(RECORDS SUPPLIED Opens)
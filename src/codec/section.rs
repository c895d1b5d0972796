//! Section framing
//!
//! Every structural region of a CkMp file starts with a 10 byte header:
//!   identifier: i32 (string table index)
//!   format tag: i16
//!   byte length: i32 (exact size of the payload that follows)
//!
//! The byte length, not an element count, bounds nested reads: children are parsed
//! while the stream position is before `payload start + byte length`.

use super::{BinaryReader, BinaryWriter};
use crate::error::Result;

#[derive(Debug, Clone, Copy, PartialEq, Eq)]
pub struct Header {
    pub index: i32,
    pub tag: i16,
    pub length: i32,
}

impl Header {
    pub const SIZE: usize = 4 + 2 + 4;

    pub fn read(reader: &mut BinaryReader) -> Result<Self> {
        Ok(Self {
            index: reader.read_i32_le()?,
            tag: reader.read_i16_le()?,
            length: reader.read_i32_le()?,
        })
    }

    pub fn write(&self, writer: &mut BinaryWriter) {
        writer.write_i32_le(self.index);
        writer.write_i16_le(self.tag);
        writer.write_i32_le(self.length);
    }
}

/// Known section identifiers
#[derive(Debug, Clone, Copy, PartialEq, Eq, Hash)]
pub enum Identifier {
    HeightMapData,
    BlendTileData,
    WorldInfo,
    SidesList,
    GlobalLighting,
    ObjectsList,
    Object,
    PolygonTriggers,
    ScriptsPlayers,
    ScriptTeams,
    WaypointsList,
    PlayerScriptsList,
    ScriptList,
    ScriptGroup,
    Script,
    OrCondition,
    Condition,
    ScriptAction,
    ScriptActionFalse,
}

impl Identifier {
    pub const ALL: [Identifier; 19] = [
        Self::HeightMapData,
        Self::BlendTileData,
        Self::WorldInfo,
        Self::SidesList,
        Self::GlobalLighting,
        Self::ObjectsList,
        Self::Object,
        Self::PolygonTriggers,
        Self::ScriptsPlayers,
        Self::ScriptTeams,
        Self::WaypointsList,
        Self::PlayerScriptsList,
        Self::ScriptList,
        Self::ScriptGroup,
        Self::Script,
        Self::OrCondition,
        Self::Condition,
        Self::ScriptAction,
        Self::ScriptActionFalse,
    ];

    pub fn as_str(self) -> &'static str {
        match self {
            Self::HeightMapData => "HeightMapData",
            Self::BlendTileData => "BlendTileData",
            Self::WorldInfo => "WorldInfo",
            Self::SidesList => "SidesList",
            Self::GlobalLighting => "GlobalLighting",
            Self::ObjectsList => "ObjectsList",
            Self::Object => "Object",
            Self::PolygonTriggers => "PolygonTriggers",
            Self::ScriptsPlayers => "ScriptsPlayers",
            Self::ScriptTeams => "ScriptTeams",
            Self::WaypointsList => "WaypointsList",
            Self::PlayerScriptsList => "PlayerScriptsList",
            Self::ScriptList => "ScriptList",
            Self::ScriptGroup => "ScriptGroup",
            Self::Script => "Script",
            Self::OrCondition => "OrCondition",
            Self::Condition => "Condition",
            Self::ScriptAction => "ScriptAction",
            Self::ScriptActionFalse => "ScriptActionFalse",
        }
    }

    pub fn from_name(name: &str) -> Option<Self> {
        Self::ALL.into_iter().find(|id| id.as_str() == name)
    }

    /// Format tags a section with this identifier may carry
    pub fn format_tags(self) -> &'static [i16] {
        match self {
            Self::WorldInfo
            | Self::ScriptTeams
            | Self::WaypointsList
            | Self::ScriptList
            | Self::OrCondition => &[1],
            Self::ScriptsPlayers
            | Self::ScriptGroup
            | Self::Script
            | Self::ScriptAction
            | Self::ScriptActionFalse => &[2],
            Self::SidesList | Self::GlobalLighting | Self::ObjectsList | Self::Object => &[3],
            Self::PolygonTriggers => &[3, 4],
            Self::HeightMapData | Self::Condition => &[4],
            Self::PlayerScriptsList => &[5],
            Self::BlendTileData => &[8],
        }
    }

    /// Tag written for this identifier (first accepted tag)
    pub fn format_tag(self) -> i16 {
        self.format_tags()[0]
    }
}

impl std::fmt::Display for Identifier {
    fn fmt(&self, f: &mut std::fmt::Formatter<'_>) -> std::fmt::Result {
        f.write_str(self.as_str())
    }
}

/// A section header that has been read, with its absolute payload bounds
#[derive(Debug, Clone, Copy)]
pub struct Section {
    pub header: Header,
    pub identifier: Option<Identifier>,
    pub start: usize,
    pub end: usize,
}

impl Section {
    pub fn len(&self) -> usize {
        self.end - self.start
    }

    pub fn is_empty(&self) -> bool {
        self.start == self.end
    }
}
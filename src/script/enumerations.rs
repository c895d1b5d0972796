//! Value sets of the enum-like script parameter kinds
//!
//! Each kind has its own registry; the same numeric value means different things
//! for different kinds, so lookups always go through the parameter type.

use super::parameter::ParameterType;

/// Named members of one enum-like parameter kind
#[derive(Debug)]
pub struct Enumeration {
    pub name: &'static str,
    members: &'static [(&'static str, i16)],
    /// Any non-negative value is valid; members only name the common ones
    open: bool,
}

impl Enumeration {
    pub fn members(&self) -> &'static [(&'static str, i16)] {
        self.members
    }

    pub fn name_of(&self, value: i16) -> Option<&'static str> {
        self.members
            .iter()
            .find(|(_, v)| *v == value)
            .map(|(name, _)| *name)
    }

    pub fn value_of(&self, name: &str) -> Option<i16> {
        self.members
            .iter()
            .find(|(n, _)| *n == name)
            .map(|(_, v)| *v)
    }

    pub fn contains(&self, value: i16) -> bool {
        self.name_of(value).is_some()
    }

    /// Whether `value` may be stored for this kind
    pub fn accepts(&self, value: i16) -> bool {
        if self.open {
            value >= 0
        } else {
            self.contains(value)
        }
    }
}

/// Registry for `kind`, or `None` if it is not enum-like
pub fn enumeration(kind: ParameterType) -> Option<&'static Enumeration> {
    match kind {
        ParameterType::ComparisonOperator => Some(&COMPARISON_OPERATOR),
        ParameterType::Surface => Some(&SURFACE),
        ParameterType::ShakeIntensity => Some(&SHAKE_INTENSITY),
        ParameterType::Mood => Some(&MOOD),
        ParameterType::EvacuationSide => Some(&EVACUATION_SIDE),
        ParameterType::RadarEvent => Some(&RADAR_EVENT),
        ParameterType::Buildability => Some(&BUILDABILITY),
        ParameterType::Boundary => Some(&BOUNDARY),
        ParameterType::KindOf => Some(&KIND_OF),
        _ => None,
    }
}

pub static COMPARISON_OPERATOR: Enumeration = Enumeration {
    name: "ComparisonOperator",
    open: false,
    members: &[
        ("LessThan", 0),
        ("LessEqual", 1),
        ("Equal", 2),
        ("GreaterEqual", 3),
        ("Greater", 4),
        ("NotEqual", 5),
    ],
};

pub static SURFACE: Enumeration = Enumeration {
    name: "Surface",
    open: false,
    members: &[("Ground", 1), ("Air", 2), ("GroundOrAir", 3)],
};

pub static SHAKE_INTENSITY: Enumeration = Enumeration {
    name: "ShakeIntensity",
    open: false,
    members: &[
        ("Subtle", 0),
        ("Normal", 1),
        ("Strong", 2),
        ("Severe", 3),
        ("Cine_Extreme", 4),
        ("Cine_Insane", 5),
    ],
};

pub static MOOD: Enumeration = Enumeration {
    name: "Mood",
    open: false,
    members: &[
        ("Sleep", -2),
        ("Passive", -1),
        ("Normal", 0),
        ("Alert", 1),
        ("Aggressive", 2),
    ],
};

pub static EVACUATION_SIDE: Enumeration = Enumeration {
    name: "EvacuationSide",
    open: false,
    members: &[("Unspecified", 0), ("Left", 1), ("Right", 2), ("Center", 3)],
};

pub static RADAR_EVENT: Enumeration = Enumeration {
    name: "RadarEvent",
    open: false,
    members: &[
        ("Invalid", 0),
        ("Construction", 1),
        ("Upgrade", 2),
        ("UnderAttack", 3),
        ("Information", 4),
        ("BeaconPulse", 5),
        ("Infiltration", 6),
        ("BattlePlan", 7),
        ("StealthDiscovered", 8),
        ("StealthNeutralized", 9),
        ("Fake", 10),
    ],
};

pub static BUILDABILITY: Enumeration = Enumeration {
    name: "Buildability",
    open: false,
    members: &[
        ("Yes", 0),
        ("IgnorePrerequisites", 1),
        ("No", 2),
        ("OnlyByAi", 3),
    ],
};

/// Map-defined boundary index
pub static BOUNDARY: Enumeration = Enumeration {
    name: "Boundary",
    open: true,
    members: &[
        ("Boundary1", 0),
        ("Boundary2", 1),
        ("Boundary3", 2),
        ("Boundary4", 3),
        ("Boundary5", 4),
        ("Boundary6", 5),
    ],
};

/// Object KindOf bits, numbered in declaration order
pub static KIND_OF: Enumeration = Enumeration {
    name: "KindOf",
    open: false,
    members: &[
        ("OBSTACLE", 0),
        ("SELECTABLE", 1),
        ("IMMOBILE", 2),
        ("CAN_ATTACK", 3),
        ("STICK_TO_TERRAIN_SLOPE", 4),
        ("CAN_CAST_REFLECTIONS", 5),
        ("SHRUBBERY", 6),
        ("STRUCTURE", 7),
        ("INFANTRY", 8),
        ("VEHICLE", 9),
        ("AIRCRAFT", 10),
        ("HUGE_VEHICLE", 11),
        ("DOZER", 12),
        ("HARVESTER", 13),
        ("COMMANDCENTER", 14),
        ("LINEBUILD", 15),
        ("SALVAGER", 16),
        ("WEAPON_SALVAGER", 17),
        ("TRANSPORT", 18),
        ("BRIDGE", 19),
        ("LANDMARK_BRIDGE", 20),
        ("BRIDGE_TOWER", 21),
        ("PROJECTILE", 22),
        ("PRELOAD", 23),
        ("NO_GARRISON", 24),
        ("WAVEGUIDE", 25),
        ("WAVE_EFFECT", 26),
        ("NO_COLLIDE", 27),
        ("REPAIR_PAD", 28),
        ("HEAL_PAD", 29),
        ("STEALTH_GARRISON", 30),
        ("CASH_GENERATOR", 31),
        ("DRAWABLE_ONLY", 32),
        ("MP_COUNT_FOR_VICTORY", 33),
        ("REBUILD_HOLE", 34),
        ("SCORE", 35),
        ("SCORE_CREATE", 36),
        ("SCORE_DESTROY", 37),
        ("NO_HEAL_ICON", 38),
        ("CAN_RAPPEL", 39),
        ("PARACHUTABLE", 40),
        ("CAN_BE_REPULSED", 41),
        ("MOB_NEXUS", 42),
        ("IGNORED_IN_GUI", 43),
        ("CRATE", 44),
        ("CAPTURABLE", 45),
        ("CLEARED_BY_BUILD", 46),
        ("SMALL_MISSILE", 47),
        ("ALWAYS_VISIBLE", 48),
        ("UNATTACKABLE", 49),
        ("MINE", 50),
        ("CLEANUP_HAZARD", 51),
        ("PORTABLE_STRUCTURE", 52),
        ("ALWAYS_SELECTABLE", 53),
        ("ATTACK_NEEDS_LINE_OF_SIGHT", 54),
        ("WALK_ON_TOP_OF_WALL", 55),
        ("DEFENSIVE_WALL", 56),
        ("FS_POWER", 57),
        ("FS_FACTORY", 58),
        ("FS_BASE_DEFENSE", 59),
        ("FS_TECHNOLOGY", 60),
        ("AIRCRAFT_PATH_AROUND", 61),
        ("LOW_OVERLAP", 62),
        ("FORCEATTACKABLE", 63),
        ("AUTO_RALLYPOINT", 64),
        ("TECH_BUILDING", 65),
        ("POWERED", 66),
        ("PRODUCED_AT_HELIPAD", 67),
        ("DRONE", 68),
        ("CAN_SEE_THROUGH_STRUCTURE", 69),
        ("BALLISTIC_MISSILE", 70),
        ("CLICK_THROUGH", 71),
        ("SUPPLY_SOURCE_ON_PREVIEW", 72),
        ("PARACHUTE", 73),
        ("GARRISONABLE_UNTIL_DESTROYED", 74),
        ("BOAT", 75),
        ("IMMUNE_TO_CAPTURE", 76),
        ("HULK", 77),
        ("SHOW_PORTRAIT_WHEN_CONTROLLED", 78),
        ("SPAWNS_ARE_THE_WEAPONS", 79),
        ("CANNOT_BUILD_NEAR_SUPPLIES", 80),
        ("SUPPLY_SOURCE", 81),
        ("REVEAL_TO_ALL", 82),
        ("DISGUISER", 83),
        ("INERT", 84),
        ("HERO", 85),
        ("IGNORES_SELECT_ALL", 86),
        ("DONT_AUTO_CRUSH_INFANTRY", 87),
        ("CLIFF_JUMPER", 88),
        ("FS_SUPPLY_DROPZONE", 89),
        ("FS_SUPERWEAPON", 90),
        ("FS_BLACK_MARKET", 91),
        ("FS_SUPPLY_CENTER", 92),
        ("FS_STRATEGY_CENTER", 93),
        ("MONEY_HACKER", 94),
        ("ARMOR_SALVAGER", 95),
        ("REVEALS_ENEMY_PATHS", 96),
        ("BOOBY_TRAP", 97),
        ("FS_FAKE", 98),
        ("FS_INTERNET_CENTER", 99),
        ("BLAST_CRATER", 100),
        ("PROP", 101),
        ("OPTIMIZED_TREE", 102),
        ("FS_ADVANCED_TECH", 103),
        ("FS_BARRACKS", 104),
        ("FS_WARFACTORY", 105),
        ("FS_AIRFIELD", 106),
        ("AIRCRAFT_CARRIER", 107),
        ("NO_SELECT", 108),
        ("REJECT_UNMANNED", 109),
        ("CANNOT_RETALIATE", 110),
        ("TECH_BASE_DEFENSE", 111),
        ("EMP_HARDENED", 112),
        ("DEMOTRAP", 113),
        ("CONSERVATIVE_BUILDING", 114),
        ("IGNORE_DOCKING_BONES", 115),
    ],
};

#[cfg(test)]
mod tests {
    use super::*;

    #[test]
    fn test_registries_are_keyed_by_kind() {
        // Value 0 means different things per kind.
        let compare = enumeration(ParameterType::ComparisonOperator).unwrap();
        let shake = enumeration(ParameterType::ShakeIntensity).unwrap();
        assert_eq!(compare.name_of(0), Some("LessThan"));
        assert_eq!(shake.name_of(0), Some("Subtle"));

        assert!(!enumeration(ParameterType::Surface).unwrap().contains(0));
        assert_eq!(enumeration(ParameterType::Mood).unwrap().value_of("Sleep"), Some(-2));
        assert!(enumeration(ParameterType::Integer).is_none());
    }

    #[test]
    fn test_members_are_unique() {
        for registry in [
            &COMPARISON_OPERATOR,
            &SURFACE,
            &SHAKE_INTENSITY,
            &MOOD,
            &EVACUATION_SIDE,
            &RADAR_EVENT,
            &BUILDABILITY,
            &BOUNDARY,
            &KIND_OF,
        ] {
            for (i, (name, value)) in registry.members().iter().enumerate() {
                assert_eq!(registry.value_of(name), Some(*value), "{}", registry.name);
                assert!(
                    registry.members()[i + 1..].iter().all(|(n, v)| n != name && v != value),
                    "{} has duplicate {name}",
                    registry.name
                );
            }
        }
    }

    #[test]
    fn test_kind_of_is_numbered_in_order() {
        for (i, (_, value)) in KIND_OF.members().iter().enumerate() {
            assert_eq!(*value as usize, i);
        }
        assert_eq!(KIND_OF.name_of(7), Some("STRUCTURE"));
    }

    #[test]
    fn test_boundary_accepts_any_index() {
        assert!(BOUNDARY.accepts(0));
        assert!(BOUNDARY.accepts(40));
        assert_eq!(BOUNDARY.name_of(40), None);
        assert!(!BOUNDARY.accepts(-1));
        assert!(!SURFACE.accepts(4));
    }
}
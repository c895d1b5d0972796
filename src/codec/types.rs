use serde::Serialize;

use super::{Decode, Decoder, Encode, Encoder};
use crate::error::Result;

/// Floating point colour (each channel nominally 0.0-1.0)
#[derive(Debug, Clone, Copy, PartialEq, Default, Serialize)]
pub struct Rgb {
    pub r: f32,
    pub g: f32,
    pub b: f32,
}

impl Rgb {
    pub const fn new(r: f32, g: f32, b: f32) -> Self {
        Self { r, g, b }
    }
}

impl Decode for Rgb {
    fn decode(de: &mut Decoder<'_>) -> Result<Self> {
        Ok(Self {
            r: de.read_f32()?,
            g: de.read_f32()?,
            b: de.read_f32()?,
        })
    }
}

impl Encode for Rgb {
    fn encoded_len(&self) -> usize {
        12
    }

    fn encode(&self, en: &mut Encoder) -> Result<()> {
        en.write_f32(self.r);
        en.write_f32(self.g);
        en.write_f32(self.b);
        Ok(())
    }
}

/// Direction or position in world space
#[derive(Debug, Clone, Copy, PartialEq, Default, Serialize)]
pub struct Vector3 {
    pub x: f32,
    pub y: f32,
    pub z: f32,
}

impl Vector3 {
    pub const fn new(x: f32, y: f32, z: f32) -> Self {
        Self { x, y, z }
    }
}

impl Decode for Vector3 {
    fn decode(de: &mut Decoder<'_>) -> Result<Self> {
        Ok(Self {
            x: de.read_f32()?,
            y: de.read_f32()?,
            z: de.read_f32()?,
        })
    }
}

impl Encode for Vector3 {
    fn encoded_len(&self) -> usize {
        12
    }

    fn encode(&self, en: &mut Encoder) -> Result<()> {
        en.write_f32(self.x);
        en.write_f32(self.y);
        en.write_f32(self.z);
        Ok(())
    }
}

/// Integer world position (polygon trigger vertices)
#[derive(Debug, Clone, Copy, PartialEq, Eq, Hash, Default, Serialize)]
pub struct Point3 {
    pub x: i32,
    pub y: i32,
    pub z: i32,
}

impl Point3 {
    pub const fn new(x: i32, y: i32, z: i32) -> Self {
        Self { x, y, z }
    }
}

impl From<(i32, i32, i32)> for Point3 {
    fn from((x, y, z): (i32, i32, i32)) -> Self {
        Self { x, y, z }
    }
}

impl Decode for Point3 {
    fn decode(de: &mut Decoder<'_>) -> Result<Self> {
        Ok(Self {
            x: de.read_i32()?,
            y: de.read_i32()?,
            z: de.read_i32()?,
        })
    }
}

impl Encode for Point3 {
    fn encoded_len(&self) -> usize {
        12
    }

    fn encode(&self, en: &mut Encoder) -> Result<()> {
        en.write_i32(self.x);
        en.write_i32(self.y);
        en.write_i32(self.z);
        Ok(())
    }
}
(RECORDS SUPPLIED Closes)
→ **TASK TO COMPLETE**: Among the entries above, count every line containing the string "filename". Your reply must be that number alone.

→ **COMPLETED TASK**: 3